Media Ethics Workshop at Kent State to Focus on Fake News

NPR’s David Folkenflik will headline the 13th annual Poynter KSU Media Ethics Workshop on Sept. 21, 2017. Hosted by the Poynter Institute and the Kent State School of Journalism and Mass Communication’s Media Law Center for Ethics and Access, this year’s workshop will explore the concept and ethics of “fake news.”

“Fake news” has become a popular catchphrase since the 2016 presidential election. Once used to describe deliberate misinformation and hoaxes, it has since become a blanket term to discredit all kinds of stories.

Folkenflik, who will deliver the workshop’s keynote, is the media correspondent for NPR News. His reports cast light on the stories of our age, the figures who shape journalism and the tectonic shifts affecting the news industry. He is featured prominently as a media expert in the 2017 Netflix documentary “Nobody Speak: Trials of the Free Press.” Centered around Hulk Hogan’s case against Gawker Media, the documentary sheds light on wealthy and powerful figures who challenge freedom of the press in order to silence critics.

Other speakers and topics will include:

  • Fake news and media credibility, with Mizell Stewart, vice president of news operations for Gannett and the USA TODAY Network
  • Media literacy with Damaso Reyes of the News Literacy Project
  • Elections and fake news
  • Fake news and implications for public relations professionals with Dix & Eaton CEO Chas Withers

More panelists will be announced in the coming weeks.
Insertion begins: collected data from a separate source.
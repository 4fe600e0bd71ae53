//! Folder tree building and path resolution.

use std::collections::HashMap;
use std::sync::Arc;

use tracing::debug;

use grimoire_core::{AppResult, FolderId};
use grimoire_database::{FolderRepository, SpellRepository};
use grimoire_entity::{Folder, FolderNode};

use crate::folder::snapshot::FolderSnapshot;
use crate::validation::split_path;

/// Builds folder trees and resolves paths.
#[derive(Debug, Clone)]
pub struct TreeService {
    /// Folder repository.
    folder_repo: Arc<dyn FolderRepository>,
    /// Spell repository.
    spell_repo: Arc<dyn SpellRepository>,
}

impl TreeService {
    /// Creates a new tree service.
    pub fn new(
        folder_repo: Arc<dyn FolderRepository>,
        spell_repo: Arc<dyn SpellRepository>,
    ) -> Self {
        Self {
            folder_repo,
            spell_repo,
        }
    }

    /// Builds the folder tree rooted at `folder_id`.
    pub async fn get_tree(&self, folder_id: FolderId) -> AppResult<FolderNode> {
        let snapshot = FolderSnapshot::load(self.folder_repo.as_ref()).await?;
        let root = snapshot.require(folder_id)?;

        let mut ids = vec![folder_id];
        ids.extend(snapshot.descendants(folder_id));
        let spell_counts = self.spell_repo.count_by_folders(&ids).await?;

        debug!(folder_id = %folder_id, folders = ids.len(), "Folder tree built");
        Ok(Self::build_tree(&snapshot, root, &spell_counts))
    }

    fn build_tree(
        snapshot: &FolderSnapshot,
        folder: &Folder,
        spell_counts: &HashMap<FolderId, u64>,
    ) -> FolderNode {
        let children: Vec<FolderNode> = snapshot
            .children(folder.id)
            .map(|child| Self::build_tree(snapshot, child, spell_counts))
            .collect();

        FolderNode {
            id: folder.id,
            name: folder.name.clone(),
            child_count: children.len() as u64,
            spell_count: spell_counts.get(&folder.id).copied().unwrap_or(0),
            children,
        }
    }

    /// Resolves a slash-separated path below the root to a folder.
    pub async fn resolve_path(&self, path: &str) -> AppResult<Option<Folder>> {
        let segments = split_path(path);
        self.folder_repo.find_by_path(&segments).await
    }

    /// Gets the breadcrumb trail from the root down to the given folder.
    pub async fn get_breadcrumbs(&self, folder_id: FolderId) -> AppResult<Vec<Folder>> {
        let snapshot = FolderSnapshot::load(self.folder_repo.as_ref()).await?;
        Ok(snapshot
            .path_to(folder_id)?
            .into_iter()
            .cloned()
            .collect())
    }

    /// Display path of a folder, e.g. `/Elementalism/Fire`. The root is `/`.
    pub async fn path_of(&self, folder_id: FolderId) -> AppResult<String> {
        let crumbs = self.get_breadcrumbs(folder_id).await?;
        let names: Vec<&str> = crumbs
            .iter()
            .filter(|f| !f.is_root())
            .map(|f| f.name.as_str())
            .collect();
        Ok(format!("/{}", names.join("/")))
    }
}
//! Folder entity model.

use chrono::{DateTime, Utc};
use serde::{Deserialize, Serialize};
use sqlx::FromRow;

use grimoire_core::FolderId;

/// Characters that may never appear in a folder name.
pub const PATH_SEPARATORS: [char; 2] = ['/', '\\'];

/// A folder in the spell hierarchy.
#[derive(Debug, Clone, PartialEq, Eq, Serialize, Deserialize, FromRow)]
pub struct Folder {
    /// Unique folder identifier.
    pub id: FolderId,
    /// Folder name, unique among its siblings.
    pub name: String,
    /// Parent folder ID (null only for the root).
    pub parent_id: Option<FolderId>,
    /// When the folder was created.
    pub created_at: DateTime<Utc>,
}

impl Folder {
    /// Check if this is the root folder.
    pub fn is_root(&self) -> bool {
        self.parent_id.is_none()
    }
}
The Media Ethics Workshop is a one-day training program for professionals, educators and students that examines critical issues and perspectives in media ethics. This year’s panel will be moderated by distinguished Poynter Institute faculty Kelly McBride and Indira Lakshmanan who will facilitate a unique forum for professionals and students alike to confront and discuss significant issues crucial to understanding journalism and media ethics and their effects.

The event will be broadcasted at http://mediaethics.jmc.kent.edu.

The workshop, which takes place from 9 a.m. to 4:30 p.m., is $25 for professionals, $20 for educators and free for students. Registration is available now for professionals and educators. The workshop will take place in FirstEnergy Auditorium (Room 340) of Franklin Hall on Kent State University’s campus, the home of the School of Journalism and Mass Communication. A live stream and overflow seating will be available. Kent State University is a smoke-free campus. 

Kent State University's School of Journalism and Mass Communication (JMC) offers majors that prepare students for careers in the rapidly changing media and communication industries. JMC emphasizes practical training at both the undergraduate and graduate levels. The University's core curriculum gives students a strong background in the liberal arts to complement JMC's professional training.